Morgan Stanley Warns of​ Market Disruption in 2026: ⁢A Striking Scenario for Risky Assets

Amidst expectations of moderate global growth and⁤ declining​ inflation, but acknowledging increasing economic uncertainty, morgan⁢ Stanley has released its⁤ forecasts for the dollar, euro, and gold‌ through ‍2026. The firm’s analysis points to a possibly important shift in market dynamics,especially for riskier investments.

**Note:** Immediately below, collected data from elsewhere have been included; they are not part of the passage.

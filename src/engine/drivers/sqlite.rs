//! SQLite Driver
//!
//! Implements the RowStore trait for SQLite databases using SQLx.

use std::time::Duration;

use async_trait::async_trait;
use sqlx::query::Query;
use sqlx::sqlite::{Sqlite, SqliteArguments, SqlitePool, SqlitePoolOptions, SqliteRow};
use sqlx::{Column, Row};

use gate_core::{GateError, GateResult, Row as GRow, Value};
use gate_query::{LookupQuery, SqlDialect};

use crate::engine::traits::RowStore;

/// SQLite row store backed by a connection pool
pub struct SqliteRowStore {
    pool: SqlitePool,
}

impl SqliteRowStore {
    /// Opens a pool against `url` (`sqlite://path/to.db` or `sqlite::memory:`).
    ///
    /// Every connection to `sqlite::memory:` sees its own database, so use a
    /// single connection there.
    pub async fn connect(url: &str, max_connections: u32) -> GateResult<Self> {
        let pool = SqlitePoolOptions::new()
            .max_connections(max_connections.max(1))
            .acquire_timeout(Duration::from_secs(10))
            .connect(url)
            .await
            .map_err(|e| GateError::internal(format!("SQLite connection failed: {e}")))?;

        Ok(Self { pool })
    }

    pub fn pool(&self) -> &SqlitePool {
        &self.pool
    }

    fn bind_param<'q>(
        query: Query<'q, Sqlite, SqliteArguments<'q>>,
        value: &'q Value,
    ) -> Query<'q, Sqlite, SqliteArguments<'q>> {
        match value {
            Value::Null => query.bind(Option::<String>::None),
            Value::Bool(b) => query.bind(*b),
            Value::Int(i) => query.bind(*i),
            Value::Float(f) => query.bind(*f),
            Value::Text(s) => query.bind(s.as_str()),
        }
    }

    fn convert_row(sqlite_row: &SqliteRow) -> GRow {
        let columns = sqlite_row
            .columns()
            .iter()
            .map(|col| {
                (
                    col.name().to_string(),
                    Self::extract_value(sqlite_row, col.ordinal()),
                )
            })
            .collect();

        GRow::new(columns)
    }

    /// Extracts a value from a SqliteRow at the given index
    ///
    /// SQLite has dynamic typing, so we try multiple types in order of likelihood
    fn extract_value(row: &SqliteRow, idx: usize) -> Value {
        if let Ok(v) = row.try_get::<Option<i64>, _>(idx) {
            return v.map(Value::Int).unwrap_or(Value::Null);
        }
        if let Ok(v) = row.try_get::<Option<f64>, _>(idx) {
            return v.map(Value::Float).unwrap_or(Value::Null);
        }
        if let Ok(v) = row.try_get::<Option<String>, _>(idx) {
            return v.map(Value::Text).unwrap_or(Value::Null);
        }
        // BLOB
        if let Ok(v) = row.try_get::<Option<Vec<u8>>, _>(idx) {
            return v
                .map(|b| Value::Text(String::from_utf8_lossy(&b).into_owned()))
                .unwrap_or(Value::Null);
        }

        Value::Null
    }
}

#[async_trait]
impl RowStore for SqliteRowStore {
    fn driver_id(&self) -> &'static str {
        "sqlite"
    }

    fn dialect(&self) -> SqlDialect {
        SqlDialect::Sqlite
    }

    async fn fetch_one(&self, query: &LookupQuery) -> GateResult<Option<GRow>> {
        let rendered = query.render(self.dialect());

        let mut q = sqlx::query(&rendered.sql);
        for param in &rendered.params {
            q = Self::bind_param(q, param);
        }

        let row = q
            .fetch_optional(&self.pool)
            .await
            .map_err(|e| GateError::internal(e.to_string()))?;

        Ok(row.as_ref().map(Self::convert_row))
    }

    async fn ping(&self) -> GateResult<()> {
        sqlx::query("SELECT 1")
            .execute(&self.pool)
            .await
            .map_err(|e| GateError::internal(e.to_string()))?;
        Ok(())
    }

    async fn close(&self) {
        self.pool.close().await;
    }
}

Artificial Intelligence:​ The catalyst for Change

A key driver of Morgan Stanley’s bullish outlook‌ is the accelerating investment in artificial intelligence. The bank’s ​report‌ suggests ​this surge⁤ will fuel increased risk appetite among⁣ investors. “A ⁢strong 2026 is coming for risky assets,” analysts stated, citing supportive policy environments and a generally positive economic outlook as contributing factors.

Specifically, Morgan‍ Stanley‌ projects⁤ the S&P 500 index to⁤ reach 7,800 points ‌by the close of 2026, representing a projected increase of 16 percent from current levels. This optimistic forecast is predicated ⁣on a belief that smaller-cap US companies will outperform their larger counterparts, and that cyclical ​sectors will lead the way, surpassing ⁣the performance of more defensively positioned industries.

The bank also attributes anticipated gains to the‍ Federal Reserve’s increasingly dovish monetary policies, which​ are​ expected to further bolster stock market performance.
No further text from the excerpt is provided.